Daisy Pearce Misleading Headline

Daisy Pearce

Daisy Pearce barred from second AFL club’s dressing room blares the misleading headline from the Daily Mail. AFL stands for Australian Football League. The headline seems to indicate two teams barred a woman from their dressing room leaving the impression this happened because of her gender.

This misleading headline, like most of its ilk, isn’t actually a lie. It’s just misleading. The reality is that Daisy Pearce was, in fact, barred from the dressing rooms of both Brisbane Lions and Richmond Tigers locker rooms. But why?

Because she’s a Woman?

Nope. It’s because she’s an assistant coach for an opposing team. Representatives from both clubs make it clear the reason is her dual job as a commentator for Channel Seven in Australia and her job as an assistant coach.

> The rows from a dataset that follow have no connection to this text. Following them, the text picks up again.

include!(concat!(env!("OUT_DIR"), "/pkg_info.rs"));
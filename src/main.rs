mod auth;
mod cli;
mod config;
mod draft;
mod error;
mod http;
mod metadata;
mod progress;
mod server;
mod storage;
mod types;

use std::sync::Arc;

use chrono::Duration;
use clap::Parser;
use tracing_subscriber::{layer::SubscriberExt, util::SubscriberInitExt};

use crate::cli::{Cli, Command};
use crate::config::{ServerConfig, open_store};
use crate::draft::RoadmapDraft;
use crate::http::AppState;
use crate::metadata::{PKG_NAME, PKG_VERSION};
use crate::progress::{ImportOutcome, ProgressService};

#[tokio::main]
async fn main() -> Result<(), Box<dyn std::error::Error>> {
    tracing_subscriber::registry()
        .with(
            tracing_subscriber::EnvFilter::try_from_default_env().unwrap_or_else(|_| "info".into()),
        )
        .with(tracing_subscriber::fmt::layer().with_writer(std::io::stderr))
        .init();

    let cli = Cli::parse();
    match cli.command {
        Command::Serve(args) => {
            let config = ServerConfig::from_args(&args)?;
            let store = open_store(&args.store)?;
            tracing::info!(
                version = PKG_VERSION,
                store = store.backend_name(),
                "Starting roadmap progress service"
            );
            for user in &args.session_for {
                let session = auth::issue_session(store.as_ref(), user, config.session_ttl).await?;
                println!("{user}\t{}", session.token);
            }
            let listener = tokio::net::TcpListener::bind(config.http_addr).await?;
            let state = Arc::new(AppState::new(ProgressService::new(store), config));
            server::serve(listener, state, async {
                if let Err(e) = tokio::signal::ctrl_c().await {
                    tracing::error!(error = %e, "Failed to listen for ctrl-c");
                    std::future::pending::<()>().await;
                }
            })
            .await?;
        }
        Command::Session {
            store,
            user,
            session_ttl_hours,
        } => {
            let store = open_store(&store)?;
            let ttl = Duration::hours(i64::from(session_ttl_hours));
            let session = auth::issue_session(store.as_ref(), &user, ttl).await?;
            println!("{}", session.token);
        }
        Command::Import { store, user, file } => {
            let text = tokio::fs::read_to_string(&file).await?;
            let draft = RoadmapDraft::from_generated_text(&text)?;
            let service = ProgressService::new(open_store(&store)?);
            let (roadmap, outcome) = service.import(&user, &draft.interest, draft.nodes).await?;
            let verb = match outcome {
                ImportOutcome::Created => "Created",
                ImportOutcome::Replaced => "Replaced",
            };
            println!(
                "{verb} roadmap {} for {user} ({} nodes, interest '{}')",
                roadmap.id,
                roadmap.nodes.len(),
                roadmap.interest
            );
        }
        Command::Show { store, user } => {
            let service = ProgressService::new(open_store(&store)?);
            let view = service.fetch(&user).await?;
            println!("{}", serde_json::to_string_pretty(&view)?);
        }
        Command::Version => {
            println!("{PKG_NAME} {PKG_VERSION}");
        }
    }

    Ok(())
}
use std::net::SocketAddr;
use std::path::PathBuf;

use clap::{Args, Parser, Subcommand, ValueEnum};

use crate::auth::DEFAULT_SESSION_TTL_HOURS;
use crate::metadata::{PKG_DESCRIPTION, PKG_NAME, PKG_VERSION};

#[derive(Parser, Debug, Clone)]
#[command(name = PKG_NAME)]
#[command(version = PKG_VERSION)]
#[command(about = PKG_DESCRIPTION, long_about = None)]
pub struct Cli {
    #[command(subcommand)]
    pub command: Command,
}

#[derive(Subcommand, Debug, Clone)]
pub enum Command {
    /// Start the HTTP API
    Serve(ServeArguments),
    /// Mint a session token for a user and print it
    Session {
        #[command(flatten)]
        store: StoreArguments,
        /// User id the session authenticates as
        #[arg(long)]
        user: String,
        /// Sessions older than this many hours are pruned
        #[arg(long, env = "ROADMAP_SESSION_TTL_HOURS", default_value_t = DEFAULT_SESSION_TTL_HOURS)]
        session_ttl_hours: u32,
    },
    /// Load a generated roadmap draft for a user (creates or replaces)
    Import {
        #[command(flatten)]
        store: StoreArguments,
        #[arg(long)]
        user: String,
        /// File holding the generated JSON, optionally wrapped in a code fence
        #[arg(long)]
        file: PathBuf,
    },
    /// Print a user's roadmap, progress and summary as JSON
    Show {
        #[command(flatten)]
        store: StoreArguments,
        #[arg(long)]
        user: String,
    },
    /// Print version information
    Version,
}

#[derive(ValueEnum, Debug, Clone, Copy, PartialEq, Eq)]
pub enum StoreKind {
    /// JSON document under the data directory
    File,
    /// Process memory; nothing survives a restart
    Memory,
}

#[derive(ValueEnum, Debug, Clone, Copy, PartialEq, Eq)]
pub enum Environment {
    Development,
    Production,
}

#[derive(Args, Debug, Clone)]
pub struct StoreArguments {
    /// Storage backend
    #[arg(long, env = "ROADMAP_STORE", value_enum, default_value_t = StoreKind::File)]
    pub store: StoreKind,

    /// Directory holding roadmaps.json (defaults to the platform data dir)
    #[arg(long, env = "ROADMAP_DATA_DIR")]
    pub data_dir: Option<PathBuf>,
}

#[derive(Args, Debug, Clone)]
pub struct ServeArguments {
    #[command(flatten)]
    pub store: StoreArguments,

    /// HTTP bind address
    #[arg(long, env = "ROADMAP_HTTP_ADDR", default_value = "127.0.0.1:5000")]
    pub http_addr: String,

    /// Name of the cookie carrying the session token
    #[arg(long, env = "ROADMAP_SESSION_COOKIE", default_value = "roadmap.sid")]
    pub session_cookie: String,

    /// Development mode exposes internal error detail in 500 responses
    #[arg(long, env = "ROADMAP_ENV", value_enum, default_value_t = Environment::Production)]
    pub environment: Environment,

    /// Largest accepted request body, in bytes
    #[arg(long, env = "ROADMAP_MAX_BODY_BYTES", default_value_t = 256 * 1024)]
    pub max_body_bytes: usize,

    /// Session lifetime in hours; older sessions are rejected and revoked
    #[arg(long, env = "ROADMAP_SESSION_TTL_HOURS", default_value_t = DEFAULT_SESSION_TTL_HOURS)]
    pub session_ttl_hours: u32,

    /// Mint a session for this user at startup and print its token (repeatable).
    /// The only way to get a session into a memory store.
    #[arg(long = "session-for", value_name = "USER")]
    pub session_for: Vec<String>,
}

impl ServeArguments {
    /// Validate CLI/environment-derived arguments.
    pub fn validate(&self) -> Result<(), String> {
        self.http_addr
            .parse::<SocketAddr>()
            .map_err(|e| format!("Invalid ROADMAP_HTTP_ADDR '{}': {e}", self.http_addr))?;
        let cookie = self.session_cookie.trim();
        if cookie.is_empty() || cookie.contains([';', '=', ' ']) {
            return Err(format!(
                "Invalid ROADMAP_SESSION_COOKIE '{}'",
                self.session_cookie
            ));
        }
        if self.max_body_bytes == 0 {
            return Err("ROADMAP_MAX_BODY_BYTES must be greater than zero".to_string());
        }
        if self.session_ttl_hours == 0 {
            return Err("ROADMAP_SESSION_TTL_HOURS must be greater than zero".to_string());
        }
        if self.session_for.iter().any(|u| u.trim().is_empty()) {
            return Err("--session-for needs a non-empty user id".to_string());
        }
        Ok(())
    }
}
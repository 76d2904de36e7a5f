use async_trait::async_trait;
use chrono::{DateTime, Utc};
use std::fs::{self, File};
use std::io::{Read, Write};
use std::path::{Path, PathBuf};
use thiserror::Error;
use tokio::sync::Mutex;

use crate::types::{NodeStatus, Roadmap, RoadmapNode, Session, StorageData};

#[derive(Error, Debug)]
pub enum StorageError {
    #[error("I/O error: {0}")]
    Io(#[from] std::io::Error),
    #[error("JSON error: {0}")]
    Json(#[from] serde_json::Error),
    #[error("Roadmap already exists for user: {0}")]
    DuplicateRoadmap(String),
    #[error("Roadmap not found for user: {0}")]
    RoadmapNotFound(String),
    #[error("Node not found: {0}")]
    NodeNotFound(String),
    #[error("Background task failed: {0}")]
    Task(String),
}

/// A single-document mutation applied under the store's write lock.
#[derive(Clone, Debug)]
pub enum RoadmapEdit {
    /// Swap interest and the whole node list; statuses are taken as given.
    Replace {
        interest: String,
        nodes: Vec<RoadmapNode>,
    },
    SetNodeStatus { node_id: String, status: NodeStatus },
}

impl RoadmapEdit {
    fn apply(self, roadmap: &mut Roadmap) -> Result<(), StorageError> {
        match self {
            RoadmapEdit::Replace { interest, nodes } => {
                roadmap.interest = interest;
                roadmap.nodes = nodes;
            }
            RoadmapEdit::SetNodeStatus { node_id, status } => {
                let node = roadmap
                    .nodes
                    .iter_mut()
                    .find(|n| n.id == node_id)
                    .ok_or(StorageError::NodeNotFound(node_id))?;
                node.status = status;
            }
        }
        Ok(())
    }
}

/// Persistence seam for roadmaps and sessions.
///
/// Implementations enforce one roadmap per user on insert and apply each
/// [`RoadmapEdit`] atomically, so concurrent edits to different nodes of the
/// same roadmap never overwrite each other.
#[async_trait]
pub trait RoadmapStore: Send + Sync {
    fn backend_name(&self) -> &'static str;

    async fn find_roadmap(&self, user: &str) -> Result<Option<Roadmap>, StorageError>;

    async fn insert_roadmap(&self, roadmap: Roadmap) -> Result<Roadmap, StorageError>;

    async fn update_roadmap(&self, user: &str, edit: RoadmapEdit)
    -> Result<Roadmap, StorageError>;

    async fn find_session(&self, token: &str) -> Result<Option<Session>, StorageError>;

    async fn insert_session(&self, session: Session) -> Result<Session, StorageError>;

    async fn remove_session(&self, token: &str) -> Result<bool, StorageError>;

    /// Drop sessions created before `cutoff`; returns how many went.
    async fn prune_sessions(&self, cutoff: DateTime<Utc>) -> Result<usize, StorageError>;
}

impl StorageData {
    fn insert_roadmap(&mut self, mut roadmap: Roadmap) -> Result<Roadmap, StorageError> {
        if self.roadmaps.contains_key(&roadmap.user) {
            return Err(StorageError::DuplicateRoadmap(roadmap.user));
        }
        roadmap.updated_at = Utc::now();
        self.roadmaps.insert(roadmap.user.clone(), roadmap.clone());
        Ok(roadmap)
    }

    fn update_roadmap(&mut self, user: &str, edit: RoadmapEdit) -> Result<Roadmap, StorageError> {
        let roadmap = self
            .roadmaps
            .get_mut(user)
            .ok_or_else(|| StorageError::RoadmapNotFound(user.to_string()))?;
        edit.apply(roadmap)?;
        roadmap.updated_at = Utc::now();
        Ok(roadmap.clone())
    }

    fn insert_session(&mut self, session: Session) -> Session {
        self.sessions.insert(session.token.clone(), session.clone());
        session
    }

    fn prune_sessions(&mut self, cutoff: DateTime<Utc>) -> usize {
        let before = self.sessions.len();
        self.sessions.retain(|_, s| s.created_at >= cutoff);
        before - self.sessions.len()
    }
}

/// Roadmaps and sessions kept in one JSON document on disk.
///
/// The file is the source of truth: other processes (the `session` and
/// `import` commands) write it while a server runs. Every lookup and every
/// write re-reads it under the lock, so a write never clobbers records it has
/// not seen. Changes are flushed through a temporary file and an atomic rename
/// and only then committed in memory; a failed flush leaves both untouched.
///
/// The lock is per process. Two processes writing in the same instant can
/// still race between read and rename.
pub struct JsonFileStore {
    storage_path: PathBuf,
    data: Mutex<StorageData>,
}

impl JsonFileStore {
    pub const FILE_NAME: &'static str = "roadmaps.json";

    /// Open (or create) the store file inside `data_dir`.
    pub fn open(data_dir: &Path) -> Result<Self, StorageError> {
        fs::create_dir_all(data_dir)?;
        let storage_path = data_dir.join(Self::FILE_NAME);

        let data = if storage_path.exists() {
            read_snapshot(&storage_path)?
        } else {
            let data = StorageData::default();
            write_snapshot(&storage_path, &data)?;
            data
        };

        tracing::info!(
            path = %storage_path.display(),
            roadmaps = data.roadmaps.len(),
            sessions = data.sessions.len(),
            "Opened roadmap store"
        );
        Ok(Self {
            storage_path,
            data: Mutex::new(data),
        })
    }

    pub fn path(&self) -> &Path {
        &self.storage_path
    }

    async fn save_snapshot_async(
        storage_path: PathBuf,
        data: StorageData,
    ) -> Result<(), StorageError> {
        tokio::task::spawn_blocking(move || write_snapshot(&storage_path, &data))
            .await
            .map_err(|e| StorageError::Task(format!("spawn_blocking failed: {e}")))?
    }

    async fn load_snapshot_async(storage_path: PathBuf) -> Result<StorageData, StorageError> {
        tokio::task::spawn_blocking(move || {
            if storage_path.exists() {
                read_snapshot(&storage_path)
            } else {
                Ok(StorageData::default())
            }
        })
        .await
        .map_err(|e| StorageError::Task(format!("spawn_blocking failed: {e}")))?
    }

    /// Refresh from disk and run a read-only lookup.
    async fn read_through<T>(
        &self,
        lookup: impl FnOnce(&StorageData) -> T,
    ) -> Result<T, StorageError> {
        let mut guard = self.data.lock().await;
        *guard = Self::load_snapshot_async(self.storage_path.clone()).await?;
        Ok(lookup(&guard))
    }

    /// Apply `change` to the current file contents, persist, then commit.
    async fn write_through<T>(
        &self,
        change: impl FnOnce(&mut StorageData) -> Result<T, StorageError>,
    ) -> Result<T, StorageError> {
        let mut guard = self.data.lock().await;
        let mut staged = Self::load_snapshot_async(self.storage_path.clone()).await?;
        let out = change(&mut staged)?;
        Self::save_snapshot_async(self.storage_path.clone(), staged.clone()).await?;
        *guard = staged;
        Ok(out)
    }
}

fn read_snapshot(storage_path: &Path) -> Result<StorageData, StorageError> {
    let mut file = File::open(storage_path)?;
    let mut contents = String::new();
    file.read_to_string(&mut contents)?;
    Ok(serde_json::from_str(&contents)?)
}

fn write_snapshot(storage_path: &Path, data: &StorageData) -> Result<(), StorageError> {
    if let Some(parent) = storage_path.parent() {
        fs::create_dir_all(parent)?;
    }

    // per-process temp name; the CLI and a server may flush concurrently
    let temp = storage_path.with_extension(format!("tmp-{}", std::process::id()));
    let mut f = File::create(&temp)?;
    let content = serde_json::to_string_pretty(data)?;
    f.write_all(content.as_bytes())?;
    f.sync_all()?;
    fs::rename(temp, storage_path)?;
    Ok(())
}

#[async_trait]
impl RoadmapStore for JsonFileStore {
    fn backend_name(&self) -> &'static str {
        "json-file"
    }

    async fn find_roadmap(&self, user: &str) -> Result<Option<Roadmap>, StorageError> {
        self.read_through(|data| data.roadmaps.get(user).cloned())
            .await
    }

    async fn insert_roadmap(&self, roadmap: Roadmap) -> Result<Roadmap, StorageError> {
        self.write_through(|data| data.insert_roadmap(roadmap)).await
    }

    async fn update_roadmap(
        &self,
        user: &str,
        edit: RoadmapEdit,
    ) -> Result<Roadmap, StorageError> {
        self.write_through(|data| data.update_roadmap(user, edit))
            .await
    }

    async fn find_session(&self, token: &str) -> Result<Option<Session>, StorageError> {
        self.read_through(|data| data.sessions.get(token).cloned())
            .await
    }

    async fn insert_session(&self, session: Session) -> Result<Session, StorageError> {
        self.write_through(|data| Ok(data.insert_session(session)))
            .await
    }

    async fn remove_session(&self, token: &str) -> Result<bool, StorageError> {
        self.write_through(|data| Ok(data.sessions.remove(token).is_some()))
            .await
    }

    async fn prune_sessions(&self, cutoff: DateTime<Utc>) -> Result<usize, StorageError> {
        self.write_through(|data| Ok(data.prune_sessions(cutoff)))
            .await
    }
}

/// Process-local store; contents are lost on exit.
#[derive(Default)]
pub struct MemoryStore {
    data: Mutex<StorageData>,
}

impl MemoryStore {
    pub fn new() -> Self {
        Self::default()
    }
}

#[async_trait]
impl RoadmapStore for MemoryStore {
    fn backend_name(&self) -> &'static str {
        "memory"
    }

    async fn find_roadmap(&self, user: &str) -> Result<Option<Roadmap>, StorageError> {
        Ok(self.data.lock().await.roadmaps.get(user).cloned())
    }

    async fn insert_roadmap(&self, roadmap: Roadmap) -> Result<Roadmap, StorageError> {
        self.data.lock().await.insert_roadmap(roadmap)
    }

    async fn update_roadmap(
        &self,
        user: &str,
        edit: RoadmapEdit,
    ) -> Result<Roadmap, StorageError> {
        self.data.lock().await.update_roadmap(user, edit)
    }

    async fn find_session(&self, token: &str) -> Result<Option<Session>, StorageError> {
        Ok(self.data.lock().await.sessions.get(token).cloned())
    }

    async fn insert_session(&self, session: Session) -> Result<Session, StorageError> {
        Ok(self.data.lock().await.insert_session(session))
    }

    async fn remove_session(&self, token: &str) -> Result<bool, StorageError> {
        Ok(self.data.lock().await.sessions.remove(token).is_some())
    }

    async fn prune_sessions(&self, cutoff: DateTime<Utc>) -> Result<usize, StorageError> {
        Ok(self.data.lock().await.prune_sessions(cutoff))
    }
}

They fear she might gain access to information in the locker room that she can use in preparation with the Geelong Cats. It’s not an unreasonable request and several other assistant coaches filled dual roles with media outlets in the past with similar results.

Who is Daisy Pearce?

Daisy Pearce is a former Australian Football League Women’s champion player who played for the Melbourne Demons with distinction. She was named to the All-Australia team three times during her career in addition to being best and fairest on her own club three times as well.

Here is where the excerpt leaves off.